• [PROMPT] The word "validation" occurs in some of the lines below; copy each of those lines.

• [MATERIAL FOR THE TASK]
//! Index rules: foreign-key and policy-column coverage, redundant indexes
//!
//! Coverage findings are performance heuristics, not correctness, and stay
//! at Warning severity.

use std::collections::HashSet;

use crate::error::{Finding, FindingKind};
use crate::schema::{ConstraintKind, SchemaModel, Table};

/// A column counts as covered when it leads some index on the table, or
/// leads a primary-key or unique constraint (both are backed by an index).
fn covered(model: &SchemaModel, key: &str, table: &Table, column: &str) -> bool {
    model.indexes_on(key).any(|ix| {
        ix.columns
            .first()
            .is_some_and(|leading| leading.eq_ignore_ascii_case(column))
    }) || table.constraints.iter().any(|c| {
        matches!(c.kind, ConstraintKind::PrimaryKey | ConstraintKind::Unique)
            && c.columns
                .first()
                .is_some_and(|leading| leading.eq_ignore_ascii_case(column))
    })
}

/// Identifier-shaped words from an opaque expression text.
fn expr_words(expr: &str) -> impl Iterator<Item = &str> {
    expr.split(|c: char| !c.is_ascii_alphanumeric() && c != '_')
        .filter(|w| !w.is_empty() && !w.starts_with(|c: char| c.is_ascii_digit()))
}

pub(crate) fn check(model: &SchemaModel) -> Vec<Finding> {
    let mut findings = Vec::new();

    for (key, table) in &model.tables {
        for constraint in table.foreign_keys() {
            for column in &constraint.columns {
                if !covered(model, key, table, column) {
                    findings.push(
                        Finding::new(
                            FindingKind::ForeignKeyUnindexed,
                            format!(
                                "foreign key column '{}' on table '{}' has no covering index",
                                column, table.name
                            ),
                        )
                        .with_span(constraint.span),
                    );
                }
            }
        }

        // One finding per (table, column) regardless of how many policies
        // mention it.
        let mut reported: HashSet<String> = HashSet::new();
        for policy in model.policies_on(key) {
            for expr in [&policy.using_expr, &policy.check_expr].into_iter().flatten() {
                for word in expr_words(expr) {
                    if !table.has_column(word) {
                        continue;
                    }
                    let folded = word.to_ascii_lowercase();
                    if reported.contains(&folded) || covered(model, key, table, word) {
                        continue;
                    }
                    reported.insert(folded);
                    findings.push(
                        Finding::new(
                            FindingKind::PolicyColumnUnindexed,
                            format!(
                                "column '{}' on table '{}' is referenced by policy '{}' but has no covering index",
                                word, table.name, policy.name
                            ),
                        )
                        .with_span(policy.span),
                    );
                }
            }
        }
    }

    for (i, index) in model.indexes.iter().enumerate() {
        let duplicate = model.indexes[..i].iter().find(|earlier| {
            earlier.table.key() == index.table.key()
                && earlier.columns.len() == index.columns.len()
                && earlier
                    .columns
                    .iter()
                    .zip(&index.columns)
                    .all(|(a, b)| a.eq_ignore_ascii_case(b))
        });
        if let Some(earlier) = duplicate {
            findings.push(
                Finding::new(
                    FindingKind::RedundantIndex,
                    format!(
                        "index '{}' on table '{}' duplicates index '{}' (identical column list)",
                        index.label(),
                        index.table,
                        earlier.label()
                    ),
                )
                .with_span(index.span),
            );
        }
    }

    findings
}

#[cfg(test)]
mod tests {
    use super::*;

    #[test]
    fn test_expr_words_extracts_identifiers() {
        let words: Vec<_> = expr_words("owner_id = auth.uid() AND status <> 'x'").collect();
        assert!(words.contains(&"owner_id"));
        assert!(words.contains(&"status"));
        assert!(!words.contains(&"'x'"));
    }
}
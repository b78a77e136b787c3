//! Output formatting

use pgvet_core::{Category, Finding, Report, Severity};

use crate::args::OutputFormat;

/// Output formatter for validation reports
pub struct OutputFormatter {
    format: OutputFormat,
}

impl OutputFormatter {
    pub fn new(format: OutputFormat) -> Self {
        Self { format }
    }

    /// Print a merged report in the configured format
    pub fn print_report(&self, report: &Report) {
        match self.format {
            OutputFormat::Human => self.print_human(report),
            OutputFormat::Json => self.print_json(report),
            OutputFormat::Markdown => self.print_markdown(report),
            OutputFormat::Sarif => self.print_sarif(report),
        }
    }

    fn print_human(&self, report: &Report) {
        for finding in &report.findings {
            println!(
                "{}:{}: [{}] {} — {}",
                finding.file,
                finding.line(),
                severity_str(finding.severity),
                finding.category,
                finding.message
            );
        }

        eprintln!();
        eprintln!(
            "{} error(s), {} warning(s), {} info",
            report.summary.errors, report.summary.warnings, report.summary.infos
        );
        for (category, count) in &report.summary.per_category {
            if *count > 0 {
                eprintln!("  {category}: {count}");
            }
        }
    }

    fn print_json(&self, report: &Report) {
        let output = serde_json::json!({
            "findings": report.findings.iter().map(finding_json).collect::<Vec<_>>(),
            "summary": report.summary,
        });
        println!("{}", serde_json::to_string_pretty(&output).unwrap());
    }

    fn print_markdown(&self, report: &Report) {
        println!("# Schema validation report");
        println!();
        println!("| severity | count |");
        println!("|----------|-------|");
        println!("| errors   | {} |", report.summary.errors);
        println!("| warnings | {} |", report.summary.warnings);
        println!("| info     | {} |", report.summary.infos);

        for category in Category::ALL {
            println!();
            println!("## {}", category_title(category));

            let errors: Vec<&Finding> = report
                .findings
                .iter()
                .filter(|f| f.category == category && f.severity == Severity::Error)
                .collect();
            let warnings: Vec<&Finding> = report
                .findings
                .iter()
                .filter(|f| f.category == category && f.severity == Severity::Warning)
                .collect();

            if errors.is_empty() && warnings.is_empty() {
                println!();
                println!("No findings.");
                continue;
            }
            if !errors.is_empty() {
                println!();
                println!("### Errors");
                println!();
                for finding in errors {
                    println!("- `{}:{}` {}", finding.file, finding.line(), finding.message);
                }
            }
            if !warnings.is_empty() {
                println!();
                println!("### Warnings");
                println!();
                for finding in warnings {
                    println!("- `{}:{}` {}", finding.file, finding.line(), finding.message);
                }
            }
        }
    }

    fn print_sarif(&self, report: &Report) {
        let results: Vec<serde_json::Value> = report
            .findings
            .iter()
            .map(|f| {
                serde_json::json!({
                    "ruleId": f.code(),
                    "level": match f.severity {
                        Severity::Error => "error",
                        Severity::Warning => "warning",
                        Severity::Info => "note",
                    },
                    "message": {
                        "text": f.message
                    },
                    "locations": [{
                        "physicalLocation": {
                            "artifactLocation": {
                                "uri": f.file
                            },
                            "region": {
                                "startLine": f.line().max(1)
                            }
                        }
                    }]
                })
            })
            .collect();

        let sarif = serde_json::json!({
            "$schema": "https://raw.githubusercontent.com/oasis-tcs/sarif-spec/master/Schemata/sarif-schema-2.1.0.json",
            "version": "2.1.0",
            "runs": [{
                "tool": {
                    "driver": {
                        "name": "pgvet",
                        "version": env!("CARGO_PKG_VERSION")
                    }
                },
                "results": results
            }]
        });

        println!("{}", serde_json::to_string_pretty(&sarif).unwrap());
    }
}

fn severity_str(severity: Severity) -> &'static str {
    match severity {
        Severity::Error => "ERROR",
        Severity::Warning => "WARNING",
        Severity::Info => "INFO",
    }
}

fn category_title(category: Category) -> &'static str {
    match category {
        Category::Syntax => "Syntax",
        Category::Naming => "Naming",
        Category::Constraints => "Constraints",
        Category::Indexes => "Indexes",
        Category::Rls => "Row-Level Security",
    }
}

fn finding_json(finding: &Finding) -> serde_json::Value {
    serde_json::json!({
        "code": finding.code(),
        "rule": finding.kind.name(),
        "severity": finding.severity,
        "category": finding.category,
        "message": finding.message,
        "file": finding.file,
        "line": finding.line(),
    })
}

---

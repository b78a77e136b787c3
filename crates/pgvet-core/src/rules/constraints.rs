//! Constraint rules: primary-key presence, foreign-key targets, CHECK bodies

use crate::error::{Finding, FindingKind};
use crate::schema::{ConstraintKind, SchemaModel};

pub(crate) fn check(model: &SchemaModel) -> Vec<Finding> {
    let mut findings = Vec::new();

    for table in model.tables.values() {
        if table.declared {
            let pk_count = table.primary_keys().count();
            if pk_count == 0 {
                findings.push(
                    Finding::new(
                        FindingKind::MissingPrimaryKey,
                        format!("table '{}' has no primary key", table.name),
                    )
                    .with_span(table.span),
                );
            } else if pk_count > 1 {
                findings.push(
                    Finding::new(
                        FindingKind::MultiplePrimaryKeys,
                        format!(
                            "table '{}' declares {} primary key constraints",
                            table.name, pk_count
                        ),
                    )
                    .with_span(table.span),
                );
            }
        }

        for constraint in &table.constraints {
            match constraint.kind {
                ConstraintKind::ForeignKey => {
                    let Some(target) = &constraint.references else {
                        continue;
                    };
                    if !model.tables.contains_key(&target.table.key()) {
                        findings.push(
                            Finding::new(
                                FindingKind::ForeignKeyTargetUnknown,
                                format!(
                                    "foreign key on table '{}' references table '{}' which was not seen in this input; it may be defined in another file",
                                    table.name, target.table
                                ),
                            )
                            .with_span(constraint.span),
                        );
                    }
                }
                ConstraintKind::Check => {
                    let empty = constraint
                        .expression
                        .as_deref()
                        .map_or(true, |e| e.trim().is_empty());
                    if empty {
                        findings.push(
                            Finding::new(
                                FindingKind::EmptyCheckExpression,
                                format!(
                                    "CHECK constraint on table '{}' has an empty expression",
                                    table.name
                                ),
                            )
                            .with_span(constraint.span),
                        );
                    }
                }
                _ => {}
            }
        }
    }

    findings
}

• [RESPONSE BELOW]
/// Output formatter for validation reports
        println!("# Schema validation report");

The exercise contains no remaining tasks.